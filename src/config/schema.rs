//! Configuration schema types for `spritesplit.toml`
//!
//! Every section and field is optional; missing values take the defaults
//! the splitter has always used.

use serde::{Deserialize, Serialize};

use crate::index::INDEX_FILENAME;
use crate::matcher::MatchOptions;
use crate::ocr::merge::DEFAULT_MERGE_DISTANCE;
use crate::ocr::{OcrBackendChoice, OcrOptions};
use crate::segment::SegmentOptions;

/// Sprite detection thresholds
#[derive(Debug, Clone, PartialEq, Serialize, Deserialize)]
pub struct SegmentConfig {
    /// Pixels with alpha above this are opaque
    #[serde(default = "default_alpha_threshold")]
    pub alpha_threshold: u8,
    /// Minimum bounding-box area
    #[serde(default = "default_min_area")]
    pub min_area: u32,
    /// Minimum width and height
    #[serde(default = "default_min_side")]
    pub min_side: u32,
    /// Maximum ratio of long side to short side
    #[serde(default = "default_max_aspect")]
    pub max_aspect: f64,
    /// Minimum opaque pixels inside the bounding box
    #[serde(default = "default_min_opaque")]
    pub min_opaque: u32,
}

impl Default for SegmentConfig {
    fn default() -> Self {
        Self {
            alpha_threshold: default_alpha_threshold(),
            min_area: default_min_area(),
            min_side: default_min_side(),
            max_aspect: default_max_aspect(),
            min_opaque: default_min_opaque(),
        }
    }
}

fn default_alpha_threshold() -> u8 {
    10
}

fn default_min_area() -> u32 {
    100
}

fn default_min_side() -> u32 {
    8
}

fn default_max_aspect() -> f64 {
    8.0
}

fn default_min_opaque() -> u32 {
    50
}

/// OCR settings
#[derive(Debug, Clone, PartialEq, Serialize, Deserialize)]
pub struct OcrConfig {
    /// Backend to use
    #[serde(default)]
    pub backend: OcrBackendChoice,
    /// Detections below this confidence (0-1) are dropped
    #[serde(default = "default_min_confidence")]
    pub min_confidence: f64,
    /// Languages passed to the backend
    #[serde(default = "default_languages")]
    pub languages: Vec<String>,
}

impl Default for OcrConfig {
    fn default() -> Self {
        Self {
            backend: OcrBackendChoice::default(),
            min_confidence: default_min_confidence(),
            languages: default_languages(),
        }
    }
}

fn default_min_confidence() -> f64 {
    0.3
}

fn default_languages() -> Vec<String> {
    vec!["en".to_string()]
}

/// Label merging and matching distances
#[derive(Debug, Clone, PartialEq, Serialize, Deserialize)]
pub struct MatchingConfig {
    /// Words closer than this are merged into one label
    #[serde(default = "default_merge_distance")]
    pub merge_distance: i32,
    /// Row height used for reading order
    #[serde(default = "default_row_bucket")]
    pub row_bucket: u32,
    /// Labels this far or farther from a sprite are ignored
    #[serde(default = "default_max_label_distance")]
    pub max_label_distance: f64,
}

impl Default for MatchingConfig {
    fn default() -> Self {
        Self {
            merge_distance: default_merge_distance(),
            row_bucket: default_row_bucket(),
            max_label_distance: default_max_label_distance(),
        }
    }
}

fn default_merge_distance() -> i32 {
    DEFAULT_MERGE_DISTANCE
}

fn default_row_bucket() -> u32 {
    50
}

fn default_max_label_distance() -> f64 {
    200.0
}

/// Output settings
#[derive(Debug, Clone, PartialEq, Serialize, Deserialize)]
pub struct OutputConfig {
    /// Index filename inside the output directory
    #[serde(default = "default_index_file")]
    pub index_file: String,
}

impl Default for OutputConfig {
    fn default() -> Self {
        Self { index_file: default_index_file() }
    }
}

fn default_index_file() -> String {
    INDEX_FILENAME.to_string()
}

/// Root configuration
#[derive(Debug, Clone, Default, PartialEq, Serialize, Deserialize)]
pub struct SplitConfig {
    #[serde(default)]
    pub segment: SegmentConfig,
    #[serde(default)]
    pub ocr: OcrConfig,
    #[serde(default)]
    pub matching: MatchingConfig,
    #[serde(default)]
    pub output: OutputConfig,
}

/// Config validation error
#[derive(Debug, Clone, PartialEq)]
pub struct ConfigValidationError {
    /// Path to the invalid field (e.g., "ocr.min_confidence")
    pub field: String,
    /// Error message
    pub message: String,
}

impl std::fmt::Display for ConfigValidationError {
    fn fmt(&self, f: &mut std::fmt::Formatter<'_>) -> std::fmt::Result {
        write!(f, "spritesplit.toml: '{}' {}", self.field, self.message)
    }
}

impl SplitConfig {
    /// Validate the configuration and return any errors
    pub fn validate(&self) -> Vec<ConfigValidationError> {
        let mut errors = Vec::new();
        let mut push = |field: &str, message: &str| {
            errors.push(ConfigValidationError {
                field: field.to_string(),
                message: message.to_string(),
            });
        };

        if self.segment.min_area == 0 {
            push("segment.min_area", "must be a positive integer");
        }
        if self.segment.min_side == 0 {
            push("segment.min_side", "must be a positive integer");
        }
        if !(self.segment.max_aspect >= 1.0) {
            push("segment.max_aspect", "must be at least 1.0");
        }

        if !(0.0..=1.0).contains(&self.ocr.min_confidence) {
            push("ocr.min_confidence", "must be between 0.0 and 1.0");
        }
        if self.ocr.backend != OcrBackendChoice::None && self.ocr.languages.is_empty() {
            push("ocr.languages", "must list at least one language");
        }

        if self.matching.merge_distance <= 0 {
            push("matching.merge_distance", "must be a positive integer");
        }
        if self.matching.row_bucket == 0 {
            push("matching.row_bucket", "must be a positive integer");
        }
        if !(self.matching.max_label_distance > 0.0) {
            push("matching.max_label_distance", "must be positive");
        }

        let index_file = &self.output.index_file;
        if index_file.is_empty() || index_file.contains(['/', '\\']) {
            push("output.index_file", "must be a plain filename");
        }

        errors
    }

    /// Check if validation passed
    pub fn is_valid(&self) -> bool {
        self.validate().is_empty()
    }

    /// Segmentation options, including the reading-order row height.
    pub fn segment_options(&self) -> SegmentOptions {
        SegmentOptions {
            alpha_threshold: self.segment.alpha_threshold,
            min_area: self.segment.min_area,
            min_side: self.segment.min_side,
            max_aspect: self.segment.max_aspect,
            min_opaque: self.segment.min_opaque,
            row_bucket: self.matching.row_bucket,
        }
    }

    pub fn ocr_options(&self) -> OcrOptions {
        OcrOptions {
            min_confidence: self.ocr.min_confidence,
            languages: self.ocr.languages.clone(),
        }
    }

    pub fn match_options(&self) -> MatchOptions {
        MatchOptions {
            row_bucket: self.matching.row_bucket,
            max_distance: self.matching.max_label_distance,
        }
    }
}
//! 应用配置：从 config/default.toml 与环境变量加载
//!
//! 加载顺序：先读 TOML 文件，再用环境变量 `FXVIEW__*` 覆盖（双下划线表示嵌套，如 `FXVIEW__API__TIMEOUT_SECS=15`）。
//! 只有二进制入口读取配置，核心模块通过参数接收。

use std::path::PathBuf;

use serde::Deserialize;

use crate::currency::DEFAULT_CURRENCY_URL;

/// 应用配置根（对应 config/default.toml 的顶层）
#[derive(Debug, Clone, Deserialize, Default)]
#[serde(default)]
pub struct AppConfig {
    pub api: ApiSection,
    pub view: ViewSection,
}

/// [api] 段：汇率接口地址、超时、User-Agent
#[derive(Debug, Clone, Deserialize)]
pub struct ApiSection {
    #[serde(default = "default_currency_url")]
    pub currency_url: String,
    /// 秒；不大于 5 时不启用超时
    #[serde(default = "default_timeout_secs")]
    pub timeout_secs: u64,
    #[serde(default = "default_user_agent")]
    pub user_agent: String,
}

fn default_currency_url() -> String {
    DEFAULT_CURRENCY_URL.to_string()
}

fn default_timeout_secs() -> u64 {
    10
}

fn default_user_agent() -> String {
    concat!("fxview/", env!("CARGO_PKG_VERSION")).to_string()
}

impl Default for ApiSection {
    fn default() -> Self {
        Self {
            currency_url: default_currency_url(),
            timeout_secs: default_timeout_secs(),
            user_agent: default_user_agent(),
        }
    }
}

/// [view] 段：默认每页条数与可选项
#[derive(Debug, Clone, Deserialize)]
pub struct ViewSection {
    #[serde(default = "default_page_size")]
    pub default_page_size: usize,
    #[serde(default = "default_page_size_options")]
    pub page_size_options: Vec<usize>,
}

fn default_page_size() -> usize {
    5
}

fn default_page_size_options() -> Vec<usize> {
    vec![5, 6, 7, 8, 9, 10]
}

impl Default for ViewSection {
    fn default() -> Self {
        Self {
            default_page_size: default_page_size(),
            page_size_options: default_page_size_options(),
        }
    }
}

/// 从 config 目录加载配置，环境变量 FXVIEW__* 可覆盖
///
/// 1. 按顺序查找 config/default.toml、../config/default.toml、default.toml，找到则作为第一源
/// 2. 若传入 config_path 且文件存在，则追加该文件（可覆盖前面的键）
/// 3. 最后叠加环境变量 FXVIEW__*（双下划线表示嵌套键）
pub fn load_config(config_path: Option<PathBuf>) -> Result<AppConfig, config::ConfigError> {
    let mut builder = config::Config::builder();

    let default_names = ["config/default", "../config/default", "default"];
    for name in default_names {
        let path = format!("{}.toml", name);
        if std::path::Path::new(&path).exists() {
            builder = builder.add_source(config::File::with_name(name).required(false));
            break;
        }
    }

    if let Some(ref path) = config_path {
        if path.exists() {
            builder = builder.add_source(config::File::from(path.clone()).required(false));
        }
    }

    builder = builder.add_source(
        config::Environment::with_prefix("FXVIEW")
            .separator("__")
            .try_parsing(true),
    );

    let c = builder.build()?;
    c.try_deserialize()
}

* [What this task involves] Extract each line holding the word "AppConfig" from the records.

* [Answer section]
pub struct AppConfig {
pub fn load_config(config_path: Option<PathBuf>) -> Result<AppConfig, config::ConfigError> {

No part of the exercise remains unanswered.